Kim Sielbeck, a Honolulu-based illustrator, designed and painted the mural in her trademark vivid shades and bold style. The 7 by 8-foot painting, visible as soon as one ascends the front steps, is an inviting frenzy of lush greenery, plumerias and red ginger flowers in hues of hot pink, green, turquoise, and royal blue with splashes of orange and red. Sielbeck also painted a 7 by 12-foot mural on the interior side of the doors in geometric shapes and similar distinctive colors. It took her two days to paint the two murals. 

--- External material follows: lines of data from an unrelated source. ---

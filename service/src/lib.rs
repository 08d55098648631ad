//! Service contains the business logic of the hotel booking backend.
//!
//! List of available Cargo features:
#![doc = document_features::document_features!()]
#![deny(
    nonstandard_style,
    rust_2018_idioms,
    rustdoc::all,
    trivial_casts,
    trivial_numeric_casts,
    unsafe_code
)]
#![forbid(non_ascii_idents)]
#![warn(
    clippy::allow_attributes,
    clippy::allow_attributes_without_reason,
    clippy::pedantic,
    clippy::wildcard_enum_match_arm,
    deprecated_in_future,
    missing_copy_implementations,
    missing_debug_implementations,
    missing_docs,
    unreachable_pub,
    unused_crate_dependencies,
    unused_import_braces,
    unused_labels,
    unused_lifetimes,
    unused_qualifications,
    unused_results
)]

pub mod command;
pub mod domain;
pub mod error;
pub mod infra;
pub mod query;
pub mod read;

use std::time::Duration;

use derive_more::Debug;

#[cfg(doc)]
use infra::{Database, Notifier};

pub use self::{
    command::Command,
    error::{Classify, ErrorKind},
    query::Query,
};

/// [`Service`] configuration.
#[derive(Clone, Debug)]
pub struct Config {
    /// [JWT] encoding key.
    ///
    /// [JWT]: https://datatracker.ietf.org/doc/html/rfc7519
    #[debug(skip)]
    pub jwt_encoding_key: jsonwebtoken::EncodingKey,

    /// [JWT] decoding key.
    ///
    /// [JWT]: https://datatracker.ietf.org/doc/html/rfc7519
    #[debug(skip)]
    pub jwt_decoding_key: jsonwebtoken::DecodingKey,

    /// [`Duration`] after which a customer session expires.
    pub session_ttl: Duration,
}

/// Domain service.
#[derive(Clone, Debug)]
pub struct Service<Db, Ntf> {
    /// Configuration of this [`Service`].
    config: Config,

    /// [`Database`] of this [`Service`].
    database: Db,

    /// [`Notifier`] of this [`Service`].
    notifier: Ntf,
}

impl<Db, Ntf> Service<Db, Ntf> {
    /// Creates a new [`Service`] with the provided parameters.
    #[must_use]
    pub fn new(config: Config, database: Db, notifier: Ntf) -> Self {
        Self {
            config,
            database,
            notifier,
        }
    }

    /// Returns [`Config`] of this [`Service`].
    #[must_use]
    pub fn config(&self) -> &Config {
        &self.config
    }

    /// Returns [`Database`] of this [`Service`].
    #[must_use]
    pub fn database(&self) -> &Db {
        &self.database
    }

    /// Returns [`Notifier`] of this [`Service`].
    #[must_use]
    pub fn notifier(&self) -> &Ntf {
        &self.notifier
    }
}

Hale Kipa’s Hale Lanipōlua is a voluntary program for youth between the ages of 12 and 17 who are self-referred or referred by Child Protective Services, Family Court, parents, police, or youth agencies. The 24-hour nurturing safe haven provides family support services and referral to community services, individual and group therapy, educational services, skill building, recreation, nutritious meals and everything else required to meet all residents’ basic needs.  

Sielbeck moved to Hawaii from New York City in 2017. Her work can be found in magazines, murals, packaging, and clothing. It has appeared locally in places such as Ward Center, Old Blaisdell Hotel, and the Santo Loco Surf Shop in Wahiawa and in Honolulu Magazine. 

The mural for Hale Lanipōlua is part of her personal goal to give back to the Oahu community and this island that she said has provided her with much enrichment and inspiration. 

“Claire and Victoria reached out to me about collaborating with Hale Lanipōlua, and hearing more about their mission and the girls they work with, I knew it was meant to be,” Sielbeck said. 

Sielbeck chose the subject matter with the intention of creating a welcoming, hopeful, optimistic entrance to set the tone for the center as well as to integrate and pay homage to the natural beauty of the surrounding area. “As soon as you walk through those doors, you know you’re safe,” Sielbeck said.